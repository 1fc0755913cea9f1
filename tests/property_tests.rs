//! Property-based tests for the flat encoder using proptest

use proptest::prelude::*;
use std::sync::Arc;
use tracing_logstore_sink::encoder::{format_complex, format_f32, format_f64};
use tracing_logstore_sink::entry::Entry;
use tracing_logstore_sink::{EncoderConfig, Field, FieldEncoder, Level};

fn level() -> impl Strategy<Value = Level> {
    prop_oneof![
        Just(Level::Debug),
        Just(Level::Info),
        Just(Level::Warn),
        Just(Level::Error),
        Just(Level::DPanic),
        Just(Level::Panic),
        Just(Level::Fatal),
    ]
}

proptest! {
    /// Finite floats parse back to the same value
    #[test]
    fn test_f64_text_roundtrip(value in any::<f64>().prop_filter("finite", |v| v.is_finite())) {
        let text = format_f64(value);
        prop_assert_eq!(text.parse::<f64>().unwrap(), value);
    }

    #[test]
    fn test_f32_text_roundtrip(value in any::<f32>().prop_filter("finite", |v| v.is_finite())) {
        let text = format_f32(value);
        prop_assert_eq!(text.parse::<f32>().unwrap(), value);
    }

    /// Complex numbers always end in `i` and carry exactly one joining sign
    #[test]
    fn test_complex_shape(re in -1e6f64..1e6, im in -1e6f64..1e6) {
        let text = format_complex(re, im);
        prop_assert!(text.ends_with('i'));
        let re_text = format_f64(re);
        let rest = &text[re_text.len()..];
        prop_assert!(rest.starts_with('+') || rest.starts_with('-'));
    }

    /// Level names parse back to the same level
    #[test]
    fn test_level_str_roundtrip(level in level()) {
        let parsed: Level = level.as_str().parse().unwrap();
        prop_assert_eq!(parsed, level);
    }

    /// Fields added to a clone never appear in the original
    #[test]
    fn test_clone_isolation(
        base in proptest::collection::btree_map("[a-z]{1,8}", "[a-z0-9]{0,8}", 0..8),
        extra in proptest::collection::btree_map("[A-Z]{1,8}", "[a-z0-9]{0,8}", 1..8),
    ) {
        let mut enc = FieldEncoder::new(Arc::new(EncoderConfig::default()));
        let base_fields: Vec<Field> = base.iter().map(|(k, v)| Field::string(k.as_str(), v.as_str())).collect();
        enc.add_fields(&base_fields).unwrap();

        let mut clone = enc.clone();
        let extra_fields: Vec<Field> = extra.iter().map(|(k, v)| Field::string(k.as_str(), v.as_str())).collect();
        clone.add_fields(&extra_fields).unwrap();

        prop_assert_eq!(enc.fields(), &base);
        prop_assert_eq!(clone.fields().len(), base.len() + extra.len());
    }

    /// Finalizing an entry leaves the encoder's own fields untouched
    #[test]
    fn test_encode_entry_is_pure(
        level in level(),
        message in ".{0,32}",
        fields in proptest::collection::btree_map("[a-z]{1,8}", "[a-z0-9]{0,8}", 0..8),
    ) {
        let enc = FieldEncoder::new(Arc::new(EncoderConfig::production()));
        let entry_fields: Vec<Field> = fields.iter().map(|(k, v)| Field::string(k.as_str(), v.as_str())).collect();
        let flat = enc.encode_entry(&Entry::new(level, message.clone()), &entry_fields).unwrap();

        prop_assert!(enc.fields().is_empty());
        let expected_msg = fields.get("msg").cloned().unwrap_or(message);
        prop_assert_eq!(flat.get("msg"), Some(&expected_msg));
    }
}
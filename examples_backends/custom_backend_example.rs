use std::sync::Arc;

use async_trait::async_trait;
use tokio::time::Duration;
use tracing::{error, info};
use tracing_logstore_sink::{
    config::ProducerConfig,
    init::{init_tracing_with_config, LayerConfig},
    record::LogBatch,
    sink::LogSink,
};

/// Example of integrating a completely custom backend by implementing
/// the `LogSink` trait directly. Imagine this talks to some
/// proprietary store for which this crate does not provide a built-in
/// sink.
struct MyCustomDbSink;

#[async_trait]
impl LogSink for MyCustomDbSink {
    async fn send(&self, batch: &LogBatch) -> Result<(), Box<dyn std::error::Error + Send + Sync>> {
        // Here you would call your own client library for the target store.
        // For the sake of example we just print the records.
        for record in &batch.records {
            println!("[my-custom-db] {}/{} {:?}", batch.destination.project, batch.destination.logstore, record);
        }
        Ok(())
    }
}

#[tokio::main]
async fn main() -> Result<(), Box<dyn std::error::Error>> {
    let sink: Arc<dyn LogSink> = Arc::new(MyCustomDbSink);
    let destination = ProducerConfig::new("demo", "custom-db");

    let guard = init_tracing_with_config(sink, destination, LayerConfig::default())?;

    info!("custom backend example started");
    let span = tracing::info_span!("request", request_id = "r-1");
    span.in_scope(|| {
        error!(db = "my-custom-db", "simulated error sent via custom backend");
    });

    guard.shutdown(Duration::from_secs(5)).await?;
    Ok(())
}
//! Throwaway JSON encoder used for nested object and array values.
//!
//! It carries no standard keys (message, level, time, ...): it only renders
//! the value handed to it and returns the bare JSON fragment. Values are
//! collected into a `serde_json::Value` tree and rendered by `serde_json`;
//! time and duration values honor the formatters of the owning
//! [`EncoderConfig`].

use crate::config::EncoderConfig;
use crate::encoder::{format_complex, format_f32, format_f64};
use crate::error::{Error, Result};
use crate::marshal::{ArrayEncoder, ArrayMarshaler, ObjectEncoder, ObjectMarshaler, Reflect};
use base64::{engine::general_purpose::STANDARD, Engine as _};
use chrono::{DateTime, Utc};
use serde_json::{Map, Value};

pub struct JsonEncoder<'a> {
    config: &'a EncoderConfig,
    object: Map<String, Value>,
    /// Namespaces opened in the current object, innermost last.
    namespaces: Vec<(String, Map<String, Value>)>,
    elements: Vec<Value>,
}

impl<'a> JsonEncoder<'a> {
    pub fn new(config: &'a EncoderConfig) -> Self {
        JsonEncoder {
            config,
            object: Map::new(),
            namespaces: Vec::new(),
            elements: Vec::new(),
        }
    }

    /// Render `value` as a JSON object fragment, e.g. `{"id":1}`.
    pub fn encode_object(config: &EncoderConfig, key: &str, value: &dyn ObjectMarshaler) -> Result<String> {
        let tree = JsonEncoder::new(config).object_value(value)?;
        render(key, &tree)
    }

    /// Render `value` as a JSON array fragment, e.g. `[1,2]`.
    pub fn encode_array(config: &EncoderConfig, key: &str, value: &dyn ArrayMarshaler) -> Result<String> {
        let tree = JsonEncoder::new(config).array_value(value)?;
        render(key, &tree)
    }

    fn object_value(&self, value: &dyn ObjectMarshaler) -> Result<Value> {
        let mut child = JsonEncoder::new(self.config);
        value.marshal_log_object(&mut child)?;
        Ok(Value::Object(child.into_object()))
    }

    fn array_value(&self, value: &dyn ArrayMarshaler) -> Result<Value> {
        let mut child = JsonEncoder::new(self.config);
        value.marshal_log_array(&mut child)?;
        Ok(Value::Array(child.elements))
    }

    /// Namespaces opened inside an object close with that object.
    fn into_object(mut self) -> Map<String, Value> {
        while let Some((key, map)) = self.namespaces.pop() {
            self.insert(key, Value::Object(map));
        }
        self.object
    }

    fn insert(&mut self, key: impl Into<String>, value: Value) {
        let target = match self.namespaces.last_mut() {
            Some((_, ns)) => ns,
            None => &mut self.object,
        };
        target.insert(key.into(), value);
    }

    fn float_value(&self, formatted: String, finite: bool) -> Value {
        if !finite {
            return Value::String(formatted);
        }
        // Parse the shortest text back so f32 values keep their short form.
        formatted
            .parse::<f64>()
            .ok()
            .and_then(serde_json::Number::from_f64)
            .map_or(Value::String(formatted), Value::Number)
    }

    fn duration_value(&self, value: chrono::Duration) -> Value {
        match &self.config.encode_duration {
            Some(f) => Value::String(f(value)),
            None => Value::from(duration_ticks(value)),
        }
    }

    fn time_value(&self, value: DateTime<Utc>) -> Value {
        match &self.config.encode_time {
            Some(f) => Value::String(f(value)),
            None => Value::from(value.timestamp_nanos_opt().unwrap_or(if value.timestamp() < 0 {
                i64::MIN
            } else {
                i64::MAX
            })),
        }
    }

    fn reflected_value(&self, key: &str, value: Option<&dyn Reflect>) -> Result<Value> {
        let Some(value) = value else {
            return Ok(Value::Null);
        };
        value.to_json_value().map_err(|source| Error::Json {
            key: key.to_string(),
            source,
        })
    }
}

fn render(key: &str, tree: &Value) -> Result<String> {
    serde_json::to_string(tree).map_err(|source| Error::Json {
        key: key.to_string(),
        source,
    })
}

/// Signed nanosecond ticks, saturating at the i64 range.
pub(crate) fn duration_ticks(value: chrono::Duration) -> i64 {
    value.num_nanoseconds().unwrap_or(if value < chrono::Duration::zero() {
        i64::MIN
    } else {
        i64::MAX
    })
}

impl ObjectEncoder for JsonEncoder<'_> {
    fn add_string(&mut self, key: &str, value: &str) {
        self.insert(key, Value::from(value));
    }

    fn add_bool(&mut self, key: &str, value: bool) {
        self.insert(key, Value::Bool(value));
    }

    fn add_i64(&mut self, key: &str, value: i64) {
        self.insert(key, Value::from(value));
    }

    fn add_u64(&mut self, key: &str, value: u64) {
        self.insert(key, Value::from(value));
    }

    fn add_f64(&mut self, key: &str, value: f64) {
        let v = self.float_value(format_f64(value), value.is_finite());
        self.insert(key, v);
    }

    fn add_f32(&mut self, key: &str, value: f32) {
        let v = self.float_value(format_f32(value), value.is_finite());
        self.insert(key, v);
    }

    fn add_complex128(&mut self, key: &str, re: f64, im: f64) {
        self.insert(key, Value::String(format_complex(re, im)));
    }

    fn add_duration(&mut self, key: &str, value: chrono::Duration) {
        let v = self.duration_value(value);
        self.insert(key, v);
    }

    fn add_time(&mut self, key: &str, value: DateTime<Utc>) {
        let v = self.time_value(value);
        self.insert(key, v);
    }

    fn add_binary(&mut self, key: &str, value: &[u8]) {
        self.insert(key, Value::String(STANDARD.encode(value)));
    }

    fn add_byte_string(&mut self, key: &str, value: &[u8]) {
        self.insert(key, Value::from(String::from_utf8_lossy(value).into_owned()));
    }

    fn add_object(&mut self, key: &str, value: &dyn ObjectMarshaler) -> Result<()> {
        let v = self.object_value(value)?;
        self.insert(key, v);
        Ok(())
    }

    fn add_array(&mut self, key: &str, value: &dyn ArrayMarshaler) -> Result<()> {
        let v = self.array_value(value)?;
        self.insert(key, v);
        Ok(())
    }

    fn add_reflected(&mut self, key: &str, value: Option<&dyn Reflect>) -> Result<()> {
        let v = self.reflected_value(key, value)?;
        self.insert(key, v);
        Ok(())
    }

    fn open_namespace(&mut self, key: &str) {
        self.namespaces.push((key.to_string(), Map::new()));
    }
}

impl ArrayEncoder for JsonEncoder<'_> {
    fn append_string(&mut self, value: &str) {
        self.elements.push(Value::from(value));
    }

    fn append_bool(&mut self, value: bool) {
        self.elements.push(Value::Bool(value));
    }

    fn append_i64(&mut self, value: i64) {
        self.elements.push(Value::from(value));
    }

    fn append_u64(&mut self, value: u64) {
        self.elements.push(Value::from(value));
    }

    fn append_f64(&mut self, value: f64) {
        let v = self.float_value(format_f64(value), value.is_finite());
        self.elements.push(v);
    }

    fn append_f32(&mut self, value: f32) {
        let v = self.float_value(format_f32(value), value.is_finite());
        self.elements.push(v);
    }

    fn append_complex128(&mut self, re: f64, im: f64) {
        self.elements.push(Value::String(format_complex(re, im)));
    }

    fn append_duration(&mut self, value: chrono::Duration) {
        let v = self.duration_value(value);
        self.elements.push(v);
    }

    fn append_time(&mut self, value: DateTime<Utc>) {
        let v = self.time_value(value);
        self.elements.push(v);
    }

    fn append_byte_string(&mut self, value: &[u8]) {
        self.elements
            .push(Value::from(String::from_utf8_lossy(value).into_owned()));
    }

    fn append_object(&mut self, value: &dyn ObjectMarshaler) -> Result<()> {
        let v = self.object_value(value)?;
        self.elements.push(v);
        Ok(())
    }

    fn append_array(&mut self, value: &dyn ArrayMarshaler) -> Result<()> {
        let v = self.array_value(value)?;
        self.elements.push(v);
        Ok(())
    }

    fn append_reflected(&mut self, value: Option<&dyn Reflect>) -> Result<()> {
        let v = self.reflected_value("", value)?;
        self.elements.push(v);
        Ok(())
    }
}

--------------------------------

→ Exercise aim
From the records given above, copy all lines containing "rest".

→ Solution to this exercise
        let rest = &text[re_text.len()..];
        prop_assert!(rest.starts_with('+') || rest.starts_with('-'));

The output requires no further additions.